Scrolling through the data, there were quite a few problems with it. Firstly, many players were 'Placed on the Injury List' (or 'Relinquished') but they were never removed from it. Additionally, a lot of the data did not specify why a player was being placed on the injury list. I suspect that a lot of teams would use the injury list to have their players 'rest' but not specify it.

Another major problem was that players who were listed as 'out for the season' were often never activated from the injury list again, however they did continue playing NBA basketball the following season. I had to figure out a way to solve that since the most severe injuries are often season-ending.

Cleaning the Injury Data

The data-cleaning process for both the 1992-2013 and 2013-2019 datasets consisted of:

Determining which season an injury took place

Ensuring that the names in the 'Relinquished' and 'Acquired' columns were consistent of those used on the NBA website

Adding 'Acquired' rows for players who were listed as 'out for the season'

Dropping rows with irrelevant data (i.e. games missed due to rest) or missing data (ex: instances where the player 'activated' from the injury list)

Determining the duration of each injury

Categorizing each injury on which part of the body was affected

Dropping all columns with unnecessary information

Once I was done the above steps for the 1992-2013 data, I was ready to create a new 'Player Injury History' dataframe that would be used in the final analysis. The player injury history would specify how many times the player has injured each body part (their 'injury count'), the cumulative number of days a player was out due to an injury on said body part, the total number of times a player was injured(their total 'injury count'), as well as the cumulative number of days a player was out with an injury on any body part.

Once I was finished compiling the player injury history data, I was ready to merge it with the cleaned 2013-2019 injury data. The player injury history dataset was continuously updated to consider the new injuries players incurred as well as the new players that entered the league after 2013.

Gathering the workload data

Once I incorporated the injury history of the players' into my 2013-2019 data, I was almost ready to analyze it. The last thing I had to do was gather the in-game distances traveled by the players over the past 7 and 28 days. I used the NBA API library to help me with extract the necessary data. Once I finished scraping the necessary data, the data was finally ready for analysis. Below is a screencap of the data right before I started the analysis:

Fig. 2:

alt text

Exploring the Data

Before Jumping into the analysis, let's take a quick glance at the data to see if we can notice any trends. Firstly, let's see if injuries truly are on the rise in the NBA.

Fig. 3:

alt text

From this graph here, we can see that injuries have been increasing since 2013. The 2013-14 season only had a grand total of 245 injuries, whereas the 2018-19 season had a total of 547 injuries. That is a significant increase that deserves to be investigated. Let's look at the severity of injuries per season as well (Figure 4). Table 1 details how I classified the severity of each injury (based on the total number of days out):

Table 1:

Severity Injury Duration
Mild 0-28
Moderate 28-90
Moderately Serious 90-180
Serious 180+

Fig. 4:

alt text

As we can see from the above graph, it appears that most of the injuries that occur in the NBA are mild. Additionally, the increase in the number of mild injuries appears to be the main cause of the drastic difference in injuries between the 2013-14 and 2018-19 seasons. However, it is worth noting that there was also a large increase in the amount of serious injuries between 2013-14 and 2018-19 seasons as well.

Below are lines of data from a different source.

// Copyright 2025 RustFS Team
//
// Licensed under the Apache License, Version 2.0 (the "License");
// you may not use this file except in compliance with the License.
// You may obtain a copy of the License at
//
//     http://www.apache.org/licenses/LICENSE-2.0
//
// Unless required by applicable law or agreed to in writing, software
// distributed under the License is distributed on an "AS IS" BASIS,
// WITHOUT WARRANTIES OR CONDITIONS OF ANY KIND, either express or implied.
// See the License for the specific language governing permissions and
// limitations under the License.

use axum::{Json, extract::State};

use crate::console::{error::Result, models::theme::ThemeResponse, state::AppState};

pub async fn get_theme(State(state): State<AppState>) -> Json<ThemeResponse> {
    Json(ThemeResponse {
        theme: state.theme.current().await,
    })
}

pub async fn toggle_theme(State(state): State<AppState>) -> Result<Json<ThemeResponse>> {
    let theme = state.theme.toggle().await?;
    Ok(Json(ThemeResponse { theme }))
}
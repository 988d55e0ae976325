// Copyright 2025 RustFS Team
//
// Licensed under the Apache License, Version 2.0 (the "License");
// you may not use this file except in compliance with the License.
// You may obtain a copy of the License at
//
//     http://www.apache.org/licenses/LICENSE-2.0
//
// Unless required by applicable law or agreed to in writing, software
// distributed under the License is distributed on an "AS IS" BASIS,
// WITHOUT WARRANTIES OR CONDITIONS OF ANY KIND, either express or implied.
// See the License for the specific language governing permissions and
// limitations under the License.

use serde::Serialize;

use crate::theme::Theme;

#[derive(Debug, Serialize)]
pub struct ThemeResponse {
    pub theme: Theme,
}
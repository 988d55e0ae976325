// Copyright 2025 RustFS Team
//
// Licensed under the Apache License, Version 2.0 (the "License");
// you may not use this file except in compliance with the License.
// You may obtain a copy of the License at
//
//     http://www.apache.org/licenses/LICENSE-2.0
//
// Unless required by applicable law or agreed to in writing, software
// distributed under the License is distributed on an "AS IS" BASIS,
// WITHOUT WARRANTIES OR CONDITIONS OF ANY KIND, either express or implied.
// See the License for the specific language governing permissions and
// limitations under the License.

pub mod dashboard;
pub mod metrics;
pub mod theme;
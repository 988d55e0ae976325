// Copyright 2025 RustFS Team
//
// Licensed under the Apache License, Version 2.0 (the "License");
// you may not use this file except in compliance with the License.
// You may obtain a copy of the License at
//
//     http://www.apache.org/licenses/LICENSE-2.0
//
// Unless required by applicable law or agreed to in writing, software
// distributed under the License is distributed on an "AS IS" BASIS,
// WITHOUT WARRANTIES OR CONDITIONS OF ANY KIND, either express or implied.
// See the License for the specific language governing permissions and
// limitations under the License.

use std::sync::Arc;

use crate::context::Context;
use crate::dashboard::Dashboard;
use crate::theme::ThemeController;

/// Console application state
#[derive(Clone)]
pub struct AppState {
    /// Upstream Kubernetes API, used by the pass-through endpoints
    pub context: Context,
    pub dashboard: Arc<Dashboard>,
    pub theme: Arc<ThemeController>,
}

impl AppState {
    pub fn new(context: Context, dashboard: Arc<Dashboard>, theme: Arc<ThemeController>) -> Self {
        Self {
            context,
            dashboard,
            theme,
        }
    }
}
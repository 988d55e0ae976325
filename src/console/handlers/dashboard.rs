// Copyright 2025 RustFS Team
//
// Licensed under the Apache License, Version 2.0 (the "License");
// you may not use this file except in compliance with the License.
// You may obtain a copy of the License at
//
//     http://www.apache.org/licenses/LICENSE-2.0
//
// Unless required by applicable law or agreed to in writing, software
// distributed under the License is distributed on an "AS IS" BASIS,
// WITHOUT WARRANTIES OR CONDITIONS OF ANY KIND, either express or implied.
// See the License for the specific language governing permissions and
// limitations under the License.

use axum::{
    Json,
    extract::State,
    response::{IntoResponse, Response},
};

use crate::console::{
    error::Result,
    models::dashboard::{DashboardResponse, RefreshResponse, SnapshotBody},
    state::AppState,
};

/// Currently published snapshot and the last refresh failure, if any
pub async fn get_dashboard(State(state): State<AppState>) -> Response {
    let snapshot = state.dashboard.snapshot().await;
    let last_error = state.dashboard.last_error().await;

    Json(DashboardResponse {
        snapshot: snapshot.as_deref().map(SnapshotBody::from),
        last_error: last_error.as_ref(),
    })
    .into_response()
}

/// Runs a refresh now
pub async fn refresh_dashboard(State(state): State<AppState>) -> Result<Response> {
    let refresh = state.dashboard.refresh().await?;

    Ok(Json(RefreshResponse::from(&refresh)).into_response())
}
// Copyright 2025 RustFS Team
//
// Licensed under the Apache License, Version 2.0 (the "License");
// you may not use this file except in compliance with the License.
// You may obtain a copy of the License at
//
//     http://www.apache.org/licenses/LICENSE-2.0
//
// Unless required by applicable law or agreed to in writing, software
// distributed under the License is distributed on an "AS IS" BASIS,
// WITHOUT WARRANTIES OR CONDITIONS OF ANY KIND, either express or implied.
// See the License for the specific language governing permissions and
// limitations under the License.

use axum::{
    Json,
    http::StatusCode,
    response::{IntoResponse, Response},
};
use serde::Serialize;
use snafu::Snafu;

use crate::{context, dashboard, theme};

/// Console API error type
#[derive(Debug, Snafu)]
#[snafu(visibility(pub))]
pub enum Error {
    #[snafu(display("Bad request: {}", message))]
    BadRequest { message: String },

    #[snafu(transparent)]
    Upstream { source: context::Error },

    #[snafu(transparent)]
    Refresh { source: dashboard::Error },

    #[snafu(transparent)]
    Theme { source: theme::Error },
}

/// Error envelope of every JSON endpoint: `{"error": "<message>"}`
#[derive(Serialize)]
pub struct ErrorResponse {
    pub error: String,
}

impl Error {
    pub fn status(&self) -> StatusCode {
        match self {
            Error::BadRequest { .. } => StatusCode::BAD_REQUEST,
            Error::Upstream { .. } | Error::Refresh { .. } | Error::Theme { .. } => {
                StatusCode::INTERNAL_SERVER_ERROR
            }
        }
    }
}

impl IntoResponse for Error {
    fn into_response(self) -> Response {
        let status = self.status();
        if status.is_server_error() {
            tracing::error!("{}", self);
        }

        let body = Json(ErrorResponse {
            error: self.to_string(),
        });

        (status, body).into_response()
    }
}

/// Result type for Console API
pub type Result<T> = std::result::Result<T, Error>;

As this project is trying to see if players are getting 'overworked', let's also compare the average ACWR for each injury across each season.

Fig. 5:

alt text

It appears that the ACWR of injuries has remained relatively consistent across the years, each year appears to have an average ACWR that is close to 1. Next, let's also take a look at which body parts tend to be injured the most in the NBA.

Fig. 6:

alt text

It appears that foot, knee and upper leg injuries are by far the most common injuries in the NBA. Let's see which body part tends to incur the most severe injuries.

Fig. 7:

alt text

This graph shows that a total of 6 body parts have an average injury duration that is over 30 days. Knee injuries tend to be the most severe injuries on average, with an average knee injury lasting ~49 days. In order to explore this further, let's break down the injuries by their severity and body parts alike.

Fig. 8:

alt text

It appears that foot and knee injuries are prominent in all the different categories of injuries. Figure 8 shows us that the average injury duration for knee and foot injuries (shown in Figure 7) are dragged down by the fact that there is a huge amount mild foot and knee injuries.

Analysis

Taking a deeper look at the ACWR

I initially hypothesized that AWCR would play a major role in injury severity. In order to investigate that further, I had to investigate if the ACWR plays a role in how serious an injury is. And whether or not plays a significant role in how serious an injury is. To start off the analysis, Figure 9 shows the average ACWRs of different injury severities.

Fig. 9:

alt text

Surprisingly, there doesn't appear to be a large disparity between the average ACWRs of each injury severity category. This contradicts my initial hypothesis as I thought that players with higher ACWRs would tend to have more 'severe' injuries. To investigate this further, I also plotted a scatterplot of the ACWRs of players and their respective injury durations.

Fig. 10:

alt text

When I calculated the correlation coefficient of a player's ACWR vs their injury duration, it came up to a very low 0.046. In other words, there doesn't appear to be a strong correlation between a player's ACWR and their injury duration. For good measure, I decided to run a linear regression to see if AWCR is a good predictor in how severe an injury is. This regression is detailed in Figures 11 and 12, Figure 11 is the plot of the linear regression and Figure 12 is its summary. The legend details the Pearson Correlation Coefficient between the two variables as well as the regression equation.

Fig. 11:

alt text

Fig. 12:

alt text

At first glance, the model doesn't appear to be significant at all. The adjusted R-squared value is incredibly low at .2%. Similarly, the Pearson correlation coefficient is very low at only 0.046. That being said, the model's p-value is surprisingly low at 5.3%. While this is above the maximum threshold of 5%, it is important to note down how close the p-value was to being accepted. Overall, the model does not appear to be good, and the ACWR ratio does not appear to be a significant variable in predicting injury duration. However, since the ACWR was barely above the maximum accepted threshold, it may be useful to investigate it further as this project progresses.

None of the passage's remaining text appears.